COLUNISTA
Ronaldo Fiani
Posições radicais, que defendem uma espécie de “tudo ou nada” na abordagem de problemas econômicos que, por sua própria natureza, são complexos, inevitavelmente são equivocadas, ainda que tenham uma parcela de verdade.
Um caso típico é o crescimento da popularidade da corrente de pensamento econômico conhecida como austríaca, assim denominada pela importância dos economistas daquele país na formulação de suas ideias. Nomes como Carl Menger (1840-1921), Eugen von Böhm-Bawerk (1851-1914) e Ludwig von Mises (1881-1973) se destacam na formulação das bases desta escola de pensamento.
Entre eles, o pensador que mais se destacou foi Friedrich von Hayek (1899-1992), vencedor do Prêmio de Ciências Econômicas em Memória de Alfred Nobel do Banco Central da Suécia de 1974 (juntamente com Gunnar Myrdal (1898-1987), que discordava de suas ideias).

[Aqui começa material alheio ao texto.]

use clap::{Parser, Subcommand};

use crate::{generate::GenerateSubcommands, replay::ReplayArgs, request::RequestArgs};

mod file_utils;
mod generate;
mod parsers;
mod replay;
mod request;

#[derive(Parser)]
#[clap(author, version, about, long_about = None)]
struct Cli {
    #[command(subcommand)]
    command: Option<Commands>,

    #[arg(short, long)]
    debug: bool,
}

#[derive(Subcommand)]
enum Commands {
    #[command(visible_alias = "g")]
    Generate {
        #[command(subcommand)]
        commands: GenerateSubcommands,
    },
    /// Assemble and validate the solve request for a problem
    Request {
        #[command(flatten)]
        args: RequestArgs,
    },
    /// Replay a solver response tick by tick; Ctrl-C pauses
    Replay {
        #[command(flatten)]
        args: ReplayArgs,
    },
}

#[tokio::main(flavor = "current_thread")]
async fn main() -> Result<(), anyhow::Error> {
    dotenvy::from_filename("./.env.local").ok();
    dotenvy::dotenv().ok();

    let cli = Cli::parse();
    tracing_subscriber::fmt()
        .with_max_level(if cli.debug {
            tracing::Level::DEBUG
        } else {
            tracing::Level::INFO
        })
        .with_writer(std::io::stderr)
        .init();

    match cli.command {
        Some(Commands::Generate { commands }) => generate::run(commands)?,
        Some(Commands::Request { args }) => request::run(args)?,
        Some(Commands::Replay { args }) => replay::run(args).await?,
        None => {}
    }

    Ok(())
}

A escola austríaca vem ganhando muita popularidade recentemente, principalmente entre não-economistas, que enxergam nas suas ideias uma justificativa econômica para seus princípios políticos de rejeição radical de qualquer papel do Estado em relação à economia.
Os austríacos têm uma parte de razão no seu argumento, no que diz respeito à capacidade das empresas para inovar. Quando se trata de inovação, não há dúvida de que uma intervenção centralizadora promovida pelo Estado é nociva para a capacidade de inovar. Uma evidência histórica disso é o caso da extinta União Soviética onde, exceto em relação à tecnologia militar, a capacidade de inovação era muito reduzida. A causa disso era o planejamento central do Estado, que limitava a liberdade de iniciativa individual, concentrando as decisões em níveis muito elevados da burocracia estatal, que simplesmente não podiam conhecer as possibilidades de inovação que naturalmente se encontram disseminadas pela economia.

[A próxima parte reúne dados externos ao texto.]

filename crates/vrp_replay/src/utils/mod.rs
pub mod newtype_index;
use std::{
    fs::File,
    io::{BufReader, Write},
    path::{Path, PathBuf},
};

use anyhow::Context;
use serde::de::DeserializeOwned;

pub fn read_json<T: DeserializeOwned>(path: &Path) -> anyhow::Result<T> {
    let file = File::open(path).with_context(|| format!("cannot open {}", path.display()))?;

    serde_json::from_reader(BufReader::new(file))
        .with_context(|| format!("cannot parse {}", path.display()))
}

/// Writes `content` to `out`, creating parent folders, or to stdout without
/// an output path.
pub fn write_output(out: Option<&PathBuf>, content: &str) -> anyhow::Result<()> {
    match out {
        Some(path) => {
            if let Some(parent) = path.parent() {
                std::fs::create_dir_all(parent)?;
            }

            std::fs::write(path, content)
                .with_context(|| format!("cannot write {}", path.display()))
        }
        None => {
            let mut stdout = std::io::stdout().lock();
            writeln!(stdout, "{content}")?;
            Ok(())
        }
    }
}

Hayek ofereceu uma explicação simples dos problemas que resultam da excessiva concentração das decisões econômicas no Estado: a diferença entre conhecimento codificado e conhecimento tácito. Conhecimento codificado é aquele que pode ser transmitido por intermédio de relatórios, gráficos, tabelas etc., ou seja, aquele que é passível de algum tipo de codificação. Se este fosse o único tipo de conhecimento, seria possível centralizar todas as decisões na economia, utilizando este tipo de informação.
Contudo, Hayek explicou que este não é o único tipo de conhecimento. Existe também o conhecimento tácito, isto é, aquele conhecimento que deriva da prática e não está escrito (codificado) em lugar algum, portanto, não pode ser transmitido para quem não o conhece. Por exemplo, a capacidade de um engenheiro solucionar problemas em um protótipo, baseado na sua experiência prática, ou a capacidade de um gestor de coordenar um grupo de pesquisa para estimular soluções criativas. Este tipo de conhecimento é tão importante como o conhecimento codificado para gerar soluções inovadoras e, como o conhecimento tácito não pode ser transmitido, planejadores em níveis elevados de hierarquia não conseguem planejar adequadamente como deve acontecer a inovação.

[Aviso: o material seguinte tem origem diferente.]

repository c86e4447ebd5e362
use fxhash::FxHashMap;

use crate::problem::{
    location::Location,
    node::{Node, NodeIdx},
};

/// Vehicle positions before a replay starts moving them.
#[derive(Debug, Clone, Default, PartialEq)]
pub struct PositionSnapshot {
    positions: FxHashMap<NodeIdx, Location>,
}

impl PositionSnapshot {
    pub fn capture(nodes: &[Node]) -> Self {
        PositionSnapshot {
            positions: nodes
                .iter()
                .filter(|node| node.kind().is_vehicle())
                .map(|node| (node.index(), node.location()))
                .collect(),
        }
    }

    pub fn get(&self, vehicle: NodeIdx) -> Option<Location> {
        self.positions.get(&vehicle).copied()
    }

    pub(crate) fn restore(&self, nodes: &mut [Node]) {
        for (&vehicle, &location) in &self.positions {
            if let Some(node) = nodes.get_mut(vehicle.get()) {
                node.move_to(location);
            }
        }
    }
}
pub mod route_solution;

Contudo, ao contrário do que usualmente se supõe, inovação não é algo que acontece de forma isolada. Para que uma inovação seja bem-sucedida, é necessário que uma série de colaboradores da empresa inovadora atuem de forma coordenada. Isto exige que não apenas haja frequentemente recursos para financiamento dos fornecedores (além da firma inovadora), mas que os investimentos sejam coordenados em uma rede de inovações.
Isto porque, como explicou Oliver Williamson, quando os investimentos entre agentes privados estão vinculados, faz-se necessária uma adaptação coordenada aos desafios que a relação entre eles for criando. No caso de uma inovação, em que as incertezas são muito fortes, pois se trata de um novo produto ou um novo processo produtivo, esta necessidade de adaptação coordenada é ainda mais urgente.
Frequentemente, o único agente que pode promover esta coordenação, por não ser uma das partes envolvidas na inovação (e na disputa dos lucros que ela pode gerar) é o Estado. Além disso, frequentemente é o Estado que pode incorrer nos riscos de financiar uma inovação, algo que, por definição, ainda não existe e, portanto, é difícil avaliar o potencial de sucesso e de lucratividade.
Mas como lidar com o problema do conhecimento tácito? O melhor exemplo vem dos Estados Unidos, que possui um sistema de agências de financiamento e estímulo à inovação descentralizado, isto é, que se encontra próximo das empresas inovadoras, ouvindo as suas necessidades, e com flexibilidade para decidir de acordo com os problemas que forem surgindo.
Quando se trata de inovação, soluções radicais não funcionam: Hayek precisa encontrar Williamson.